◆ What you will do:
Each line of the material must appear again in the answer, exactly.

[[ Exercise data, beginning ]]

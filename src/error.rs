use thiserror::Error;

/// Errors reported by `ArrayList` and by the sequence helpers.
///
/// Nothing in this crate recovers from or logs these: every failure is handed
/// back to the immediate caller.
#[derive(Error, Debug, Clone, PartialEq, Eq)]
pub enum Error {
    /// A positional argument fell outside the range valid for the operation.
    #[error("index {index} is out of range for a list of size {len}")]
    IndexOutOfRange { index: usize, len: usize },

    /// No element equivalent to the requested value exists.
    #[error("element was not found")]
    ElementNotFound,

    /// The collection argument is not ordered and indexable.
    #[error("collection value is not a sequence")]
    NotASequence,

    /// A required transformer or predicate was not supplied.
    #[error("{0} function is nil")]
    NilFunction(&'static str),
}

pub type Result<T, E = Error> = core::result::Result<T, E>;
use core::iter::FusedIterator;
use std::collections::vec_deque;

use crate::ArrayList;

/// An iterator over the elements of an `ArrayList`.
///
/// This struct is created by `ArrayList::iter()`.
pub struct Iter<'a, T> {
    delegate: vec_deque::Iter<'a, T>,
}

impl<T> Default for Iter<'_, T> {
    fn default() -> Self {
        Self {
            delegate: Default::default(),
        }
    }
}

impl<'a, T> Iter<'a, T> {
    pub(crate) fn from_list<E>(list: &'a ArrayList<T, E>) -> Self {
        Self {
            delegate: list.elements.iter(),
        }
    }
}

impl<T> Clone for Iter<'_, T> {
    fn clone(&self) -> Self {
        Self {
            delegate: self.delegate.clone(),
        }
    }
}

impl<'a, T> Iterator for Iter<'a, T> {
    type Item = &'a T;

    #[inline]
    fn next(&mut self) -> Option<Self::Item> {
        self.delegate.next()
    }

    #[inline]
    fn size_hint(&self) -> (usize, Option<usize>) {
        self.delegate.size_hint()
    }

    #[inline]
    fn last(mut self) -> Option<Self::Item> {
        self.next_back()
    }

    fn count(self) -> usize {
        self.delegate.len()
    }

    fn nth(&mut self, n: usize) -> Option<Self::Item> {
        self.delegate.nth(n)
    }

    fn fold<B, F>(self, init: B, f: F) -> B
    where
        F: FnMut(B, Self::Item) -> B,
    {
        self.delegate.fold(init, f)
    }
}

impl<T> DoubleEndedIterator for Iter<'_, T> {
    #[inline]
    fn next_back(&mut self) -> Option<Self::Item> {
        self.delegate.next_back()
    }

    fn nth_back(&mut self, n: usize) -> Option<Self::Item> {
        self.delegate.nth_back(n)
    }

    fn rfold<B, F>(self, init: B, f: F) -> B
    where
        F: FnMut(B, Self::Item) -> B,
    {
        self.delegate.rfold(init, f)
    }
}

impl<T> ExactSizeIterator for Iter<'_, T> {
    fn len(&self) -> usize {
        self.delegate.len()
    }
}

impl<T> FusedIterator for Iter<'_, T> {}

impl<T> core::fmt::Debug for Iter<'_, T>
where
    T: core::fmt::Debug,
{
    fn fmt(&self, f: &mut core::fmt::Formatter<'_>) -> core::fmt::Result {
        f.debug_tuple("Iter")
            .field(&self.delegate.clone().collect::<Vec<_>>())
            .field(&self.delegate.len())
            .finish()
    }
}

[[ Exercise data, end ]]

◆ Task answer:
filename src/error.rs
use thiserror::Error;

/// Errors reported by `ArrayList` and by the sequence helpers.
///
/// Nothing in this crate recovers from or logs these: every failure is handed
/// back to the immediate caller.
#[derive(Error, Debug, Clone, PartialEq, Eq)]
pub enum Error {
    /// A positional argument fell outside the range valid for the operation.
    #[error("index {index} is out of range for a list of size {len}")]
    IndexOutOfRange { index: usize, len: usize },

    /// No element equivalent to the requested value exists.
    #[error("element was not found")]
    ElementNotFound,

    /// The collection argument is not ordered and indexable.
    #[error("collection value is not a sequence")]
    NotASequence,

    /// A required transformer or predicate was not supplied.
    #[error("{0} function is nil")]
    NilFunction(&'static str),
}

pub type Result<T, E = Error> = core::result::Result<T, E>;
use core::iter::FusedIterator;
use std::collections::vec_deque;

use crate::ArrayList;

/// An iterator over the elements of an `ArrayList`.
///
/// This struct is created by `ArrayList::iter()`.
pub struct Iter<'a, T> {
    delegate: vec_deque::Iter<'a, T>,
}

impl<T> Default for Iter<'_, T> {
    fn default() -> Self {
        Self {
            delegate: Default::default(),
        }
    }
}

impl<'a, T> Iter<'a, T> {
    pub(crate) fn from_list<E>(list: &'a ArrayList<T, E>) -> Self {
        Self {
            delegate: list.elements.iter(),
        }
    }
}

impl<T> Clone for Iter<'_, T> {
    fn clone(&self) -> Self {
        Self {
            delegate: self.delegate.clone(),
        }
    }
}

impl<'a, T> Iterator for Iter<'a, T> {
    type Item = &'a T;

    #[inline]
    fn next(&mut self) -> Option<Self::Item> {
        self.delegate.next()
    }

    #[inline]
    fn size_hint(&self) -> (usize, Option<usize>) {
        self.delegate.size_hint()
    }

    #[inline]
    fn last(mut self) -> Option<Self::Item> {
        self.next_back()
    }

    fn count(self) -> usize {
        self.delegate.len()
    }

    fn nth(&mut self, n: usize) -> Option<Self::Item> {
        self.delegate.nth(n)
    }

    fn fold<B, F>(self, init: B, f: F) -> B
    where
        F: FnMut(B, Self::Item) -> B,
    {
        self.delegate.fold(init, f)
    }
}

impl<T> DoubleEndedIterator for Iter<'_, T> {
    #[inline]
    fn next_back(&mut self) -> Option<Self::Item> {
        self.delegate.next_back()
    }

    fn nth_back(&mut self, n: usize) -> Option<Self::Item> {
        self.delegate.nth_back(n)
    }

    fn rfold<B, F>(self, init: B, f: F) -> B
    where
        F: FnMut(B, Self::Item) -> B,
    {
        self.delegate.rfold(init, f)
    }
}

impl<T> ExactSizeIterator for Iter<'_, T> {
    fn len(&self) -> usize {
        self.delegate.len()
    }
}

impl<T> FusedIterator for Iter<'_, T> {}

impl<T> core::fmt::Debug for Iter<'_, T>
where
    T: core::fmt::Debug,
{
    fn fmt(&self, f: &mut core::fmt::Formatter<'_>) -> core::fmt::Result {
        f.debug_tuple("Iter")
            .field(&self.delegate.clone().collect::<Vec<_>>())
            .field(&self.delegate.len())
            .finish()
    }
}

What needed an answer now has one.